La partnership tra banche e fintech non è priva di ostacoli
Certo, lungo la strada emergono freni strutturali e culturali che rallentano il potenziale di questa collaborazione. Una delle sfide più significative è legata alle risorse: i CRO, spesso in prima linea nella valutazione di queste soluzioni, non hanno sempre un budget IT dedicato e vengono percepiti più come custodi che come promotori dell’innovazione. Ciò può ridurre la loro capacità di portare avanti progetti, costringendoli a negoziare con altre funzioni aziendali per ottenere fondi. A questo si aggiunge la lentezza dei processi di avvio di una partnership, data da procedure di accesso ai dati e approvazioni interne che possono durare anche mesi. Infine, pesa il divario culturale: da un lato startup snelle, abituate a iterare rapidamente, dall’altro organizzazioni più strutturate e tendenzialmente prudenti, che faticano a fidarsi di player più piccoli e a tradurre metriche tecnologiche in impatti concreti di business.

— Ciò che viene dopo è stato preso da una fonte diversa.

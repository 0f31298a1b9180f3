use assert_cmd::Command;
use assert_cmd::assert::Assert;
use assert_fs::TempDir;
use assert_fs::prelude::PathCopy;
use std::path::PathBuf;
use std::sync::atomic::{AtomicUsize, Ordering};

const CLEARED_ENV: &[&str] = &[
    "BUG_REPORT_GITHUB_TOKEN",
    "BUG_REPORT_GITHUB_OWNER",
    "BUG_REPORT_GITHUB_REPO",
    "BUG_REPORT_RELAY_URL",
    "BUG_REPORT_CONFIG_DIR",
    "BUG_REPORT_DISABLE_DEFAULT_CONFIG",
];

fn setup_working_dir(dir_name: Option<&str>) -> TempDir {
    let temp = TempDir::new().unwrap();
    if let Some(dir_name) = dir_name {
        let file_path = PathBuf::from(format!(
            "{}/tests/test-cases/{}",
            env!("CARGO_MANIFEST_DIR"),
            dir_name
        ));
        temp.copy_from(file_path, &["*", "**/*"]).unwrap();
    }

    temp
}

pub struct BugReportTestHelper<'a> {
    pub work_dir: TempDir,
    home_dir: TempDir,
    name: &'a str,
    counter: AtomicUsize,
}

impl<'a> BugReportTestHelper<'a> {
    pub fn new(name: &'a str, test_dir: &'a str) -> Self {
        Self::build(name, Some(test_dir))
    }

    pub fn empty(name: &'a str) -> Self {
        Self::build(name, None)
    }

    fn build(name: &'a str, test_dir: Option<&'a str>) -> Self {
        Self {
            work_dir: setup_working_dir(test_dir),
            home_dir: TempDir::new().unwrap(),
            name,
            counter: AtomicUsize::new(0),
        }
    }

    pub fn command(&self) -> Command {
        let mut cmd = Command::cargo_bin("bug-report").unwrap();
        for key in CLEARED_ENV {
            cmd.env_remove(key);
        }
        cmd.current_dir(self.work_dir.path())
            .env(
                "BUG_REPORT_RUN_ID",
                format!(
                    "{}-{}",
                    self.name,
                    self.counter.fetch_add(1, Ordering::Relaxed)
                ),
            )
            .env("BUG_REPORT_OUTPUT_PROGRESS", "plain")
            .env("NO_COLOR", "1")
            .env("HOME", self.home_dir.path())
            .env("XDG_CONFIG_HOME", self.home_dir.path().join(".config"));
        cmd
    }

    pub fn run_command(&self, args: &[&str]) -> Assert {
        self.command().args(args).assert()
    }

    pub fn clean_work_dir(self) {
        self.work_dir.close().unwrap();
        self.home_dir.close().unwrap();
    }
}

“Le sfide che abbiamo di fronte – dalla cyber security al rischio climatico – richiedono risposte integrate.” Nota Laura Grassi, Professor e Head of Fintech & Insurtech Observatory del Politecnico di Milano - Chief Risk Officer e fintech hanno oggi l’opportunità di trasformare l’attuale distanza passando da logiche parallele a percorsi comuni. Non tutte le partnership saranno lineari, ma ogni passo condiviso rafforza la resilienza complessiva del sistema”.

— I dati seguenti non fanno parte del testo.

use super::error::SubmitError;
use super::report::BugReport;
use async_trait::async_trait;
use mockall::automock;
use tracing::debug;
use url::Url;

#[derive(Debug, Clone, Copy, PartialEq, Eq, strum::Display)]
pub enum BackendKind {
    #[strum(serialize = "GitHub API")]
    DirectApi,
    #[strum(serialize = "JSON relay")]
    RelayJson,
    #[strum(serialize = "query relay")]
    RelayQuery,
}

/// What a backend reported back for an accepted bug report.
#[derive(Debug, Clone, PartialEq, Eq)]
pub struct SubmitReceipt {
    pub backend: BackendKind,
    pub status: u16,
    /// Link to the created issue, when the backend sent one back.
    pub issue_url: Option<String>,
}

/// Something that can turn a [`BugReport`] into an issue.
///
/// Implementations send exactly one request per call and never retry.
#[automock]
#[async_trait]
pub trait IssueBackend: Send + Sync {
    fn kind(&self) -> BackendKind;

    async fn create_issue(&self, report: &BugReport) -> Result<SubmitReceipt, SubmitError>;
}

pub(crate) fn receipt_for(
    backend: BackendKind,
    status: u16,
    body: String,
) -> Result<SubmitReceipt, SubmitError> {
    debug!(%backend, status, body = %body, "Backend responded");

    if !(200..=299).contains(&status) {
        return Err(SubmitError::HttpStatus { status, body });
    }

    Ok(SubmitReceipt {
        backend,
        status,
        issue_url: issue_url_from_body(&body),
    })
}

/// GitHub and most relays echo the created issue back, `html_url` is the one people can open.
fn issue_url_from_body(body: &str) -> Option<String> {
    let value: serde_json::Value = serde_json::from_str(body).ok()?;
    ["html_url", "htmlUrl", "url"]
        .iter()
        .find_map(|key| value.get(key).and_then(|url| url.as_str()))
        .map(|url| url.to_string())
}

/// Append percent encoded path segments to `base`, keeping whatever path prefix it had.
pub(crate) fn append_segments(base: &Url, segments: &[&str]) -> Result<Url, SubmitError> {
    let mut url = base.clone();
    url.path_segments_mut()
        .map_err(|_| SubmitError::Configuration(format!("{} can not be used as a base url", base)))?
        .pop_if_empty()
        .extend(segments);
    Ok(url)
}

#[cfg(test)]
mod tests {
    use super::*;

    #[test]
    fn success_statuses_produce_receipts() {
        let receipt = receipt_for(
            BackendKind::RelayJson,
            201,
            r#"{"html_url":"https://github.com/acme/app/issues/7"}"#.to_string(),
        )
        .unwrap();

        assert_eq!(201, receipt.status);
        assert_eq!(
            Some("https://github.com/acme/app/issues/7".to_string()),
            receipt.issue_url
        );
    }

    #[test]
    fn plain_text_success_has_no_issue_url() {
        let receipt = receipt_for(BackendKind::RelayQuery, 200, "ok".to_string()).unwrap();

        assert_eq!(None, receipt.issue_url);
    }

    #[test]
    fn other_statuses_keep_the_body() {
        let error = receipt_for(
            BackendKind::RelayJson,
            422,
            r#"{"message":"validation failed"}"#.to_string(),
        )
        .unwrap_err();

        match error {
            SubmitError::HttpStatus { status, body } => {
                assert_eq!(422, status);
                assert_eq!(r#"{"message":"validation failed"}"#, body);
            }
            other => panic!("unexpected error {:?}", other),
        }
    }

    #[test]
    fn redirects_are_not_success() {
        assert!(receipt_for(BackendKind::RelayJson, 302, String::new()).is_err());
    }

    #[test]
    fn segments_keep_base_prefix() {
        let base = Url::parse("https://relay.example.com/api/").unwrap();
        let url = append_segments(&base, &["issue", "new-bug"]).unwrap();

        assert_eq!("https://relay.example.com/api/issue/new-bug", url.as_str());
    }

    #[test]
    fn segments_are_percent_encoded() {
        let base = Url::parse("http://localhost:8080").unwrap();
        let url = append_segments(&base, &["issue", "my org", "a/b"]).unwrap();

        assert_eq!("/issue/my%20org/a%2Fb", url.path());
    }
}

È in questo spazio di tensione che si gioca la sfida e, nonostante gli ostacoli, esistono diversi modelli di partnership che consentono di calibrare il tipo di legame tra istituzioni finanziarie e fintech in base alle proprie esigenze.

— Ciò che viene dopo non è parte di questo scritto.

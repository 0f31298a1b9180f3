use derive_builder::Builder;
use serde::{Deserialize, Serialize};

/// Label attached to every report filed by the reporter.
pub const BUG_LABEL: &str = "bug";

/// A bug report on its way to an issue tracker.
///
/// Reports are built once with [`BugReportBuilder`] and never change afterwards, there are no
/// setters. The builder only rejects a blank title; an empty `owner` or `repo` is accepted here
/// and refused at submit time, before anything goes over the network.
#[derive(Debug, Clone, PartialEq, Eq, Serialize, Deserialize, Builder)]
#[builder(setter(into), build_fn(validate = "Self::validate"))]
#[serde(rename_all = "camelCase")]
pub struct BugReport {
    title: String,

    #[builder(default)]
    #[serde(default)]
    body: String,

    owner: String,

    repo: String,

    #[builder(default, setter(into, each(name = "assignee", into)))]
    #[serde(default)]
    assignees: Vec<String>,

    #[builder(default, setter(into, each(name = "label", into)))]
    #[serde(default)]
    labels: Vec<String>,

    /// Only understood by the GitHub API, relays never receive it.
    #[builder(default)]
    #[serde(default, skip_serializing_if = "Option::is_none")]
    milestone: Option<u64>,
}

impl BugReportBuilder {
    fn validate(&self) -> Result<(), String> {
        match &self.title {
            Some(title) if title.trim().is_empty() => {
                Err("Bug report title must not be empty".to_string())
            }
            _ => Ok(()),
        }
    }

    /// Attach the `bug` label, unless it's already there.
    pub fn bug_label(&mut self) -> &mut Self {
        let labels = self.labels.get_or_insert_with(Vec::new);
        if !labels.iter().any(|label| label == BUG_LABEL) {
            labels.push(BUG_LABEL.to_string());
        }
        self
    }
}

impl BugReport {
    pub fn title(&self) -> &str {
        &self.title
    }

    pub fn body(&self) -> &str {
        &self.body
    }

    pub fn owner(&self) -> &str {
        &self.owner
    }

    pub fn repo(&self) -> &str {
        &self.repo
    }

    pub fn assignees(&self) -> &[String] {
        &self.assignees
    }

    pub fn labels(&self) -> &[String] {
        &self.labels
    }

    pub fn milestone(&self) -> Option<u64> {
        self.milestone
    }
}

Le fintech possono essere fornitori di servizi specializzati, proponendo soluzioni mirate a gestire esigenze puntuali e lasciando all’azienda un controllo stretto sui rischi di terze parti. Si possono, altrimenti, avviare progetti pilota o sperimentazioni in sandbox regolamentati, dove innovatori e autorità collaborano in un contesto protetto per testare nuove tecnologie senza mettere a rischio la stabilità operativa. L’opzione più avanzata è rappresentata dalle alleanze strategiche e dagli accordi industriali, che vanno dalla co-creazione di prodotti, fino a vere e proprie joint-venture o investimenti azionari.
Che si tratti di un accordo operativo, di un progetto in sandbox o di un’alleanza strategica, l’obiettivo resta lo stesso: consentire ai CRO di innovare senza compromettere la solidità della propria organizzazione di riferimento.
In un contesto in cui la complessità cresce più velocemente della capacità delle strutture interne di adattarsi, l’alleanza tra fintech e risk management rappresenta un passaggio quasi obbligato. Ciò significa superare diffidenze reciproche e rigidità organizzative, scegliendo partner sulla base di criteri chiari di solidità, credibilità e capacità di integrazione. Il punto non è più se le fintech possano avere un ruolo nella gestione del rischio, ma come e con quali condizioni possono diventare parte integrante dell’architettura di controllo delle istituzioni finanziarie.